Ibu Minghao tersenyum melihat bagaimana kedua pasangan di hadapannya merah padam, bergumam, “Mama mau cucu yang manis ya.”
“BANYAK MAU YA NENEK SATU INI!!”
Let me be the one who calls you baby all the time
“Hao.”
Begitu pintu rumah mereka tertutup, Minghao menjauh tergesa-gesa.
“Hao!”
Kakinya lebih jenjang. Langkahnya lebih panjang. Ia berhasil menyusul tunangannya itu.
“Hao! Wait!” lengan Minghao pun tertangkap. Mingyu memutar tubuh lelaki itu sekuat tenaga.
…Oh.
Kim Mingyu tersenyum. Minghao masih sangat, amat malu dengan kejadian di rumah orangtuanya tadi. Ekspresinya masih kesal, masih salah tingkah dan pipinya masih memerah. Manis. Manis sekali.
Majikan hatinya.
Mingyu menangkup pipi Minghao, lalu merunduk, mencium bibirnya penuh sayang.
“Does this mean I can get my reward now?” Mingyu meringis jahil, membuat Minghao makin merona.
Let me be the one who never leaves you all alone
“-ah-G-Gyu-!”
“Master,” geramnya di telinga Minghao, membuat bulu kuduk lelaki itu berdiri. “Be a good kitty and call me master.”
“M-m-maste-ngh!”
“Good.

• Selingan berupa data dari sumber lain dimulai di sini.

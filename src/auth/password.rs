use argon2::{
    password_hash::{PasswordHash, PasswordHasher, PasswordVerifier, SaltString},
    Argon2,
};
use rand::rngs::OsRng;
use tracing::{debug, error};

pub fn hash_password(plain: &str) -> anyhow::Result<String> {
    let salt = SaltString::generate(&mut OsRng);
    let argon2 = Argon2::default();
    let hash = argon2
        .hash_password(plain.as_bytes(), &salt)
        .map_err(|e| {
            error!(error = %e, "argon2 hash_password error");
            anyhow::anyhow!(e.to_string())
        })?
        .to_string();
    Ok(hash)
}

/// Returns `false` for both a wrong password and a malformed stored hash, so
/// callers treat mismatch and corruption identically.
pub fn verify_password(plain: &str, hash: &str) -> bool {
    let parsed = match PasswordHash::new(hash) {
        Ok(p) => p,
        Err(e) => {
            debug!(error = %e, "stored password hash did not parse");
            return false;
        }
    };
    Argon2::default()
        .verify_password(plain.as_bytes(), &parsed)
        .is_ok()
}

#[cfg(test)]
mod tests {
    use super::*;

    #[test]
    fn hash_and_verify_roundtrip() {
        let password = "Secur3P@ssw0rd!";
        let hash = hash_password(password).expect("hashing should succeed");
        assert!(verify_password(password, &hash));
    }

    #[test]
    fn verify_rejects_wrong_password() {
        let password = "correct-horse-battery-staple";
        let hash = hash_password(password).expect("hashing should succeed");
        assert!(!verify_password("wrong-password", &hash));
    }

    #[test]
    fn verify_treats_malformed_hash_as_mismatch() {
        assert!(!verify_password("anything", "not-a-valid-hash"));
        assert!(!verify_password("anything", ""));
    }

    #[test]
    fn hashing_salts_every_call() {
        let a = hash_password("same-input").expect("hash a");
        let b = hash_password("same-input").expect("hash b");
        assert_ne!(a, b);
        assert!(verify_password("same-input", &a));
        assert!(verify_password("same-input", &b));
    }
}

Fucking good kitty. Ah, fuck, you’re so tight…”
“Maste-m-master-yah-w-wait-” Mingyu berhenti sesaat ketika Minghao menarik napas cepat-cepat. Jemari yang ramping mengelus ikat leher Mingyu yang berwarna hijau di lehernya sendiri. Hewan piaraan. Ia adalah hewan piaraan lelaki yang menindih tubuhnya itu.
Dada telanjang Mingyu naik turun. Mereka berdua banjir peluh. Matanya tak sekalipun putus menatap mata Minghao dengan nafsu yang kian berkobar.
Minghao menelan ludah, paha membuka jauh lebih lebar lagi, menyerahkan dirinya untuk Mingyu. Seutuhnya. Selamanya.
“Fuck your pet harder, Master…”
Would you smother me?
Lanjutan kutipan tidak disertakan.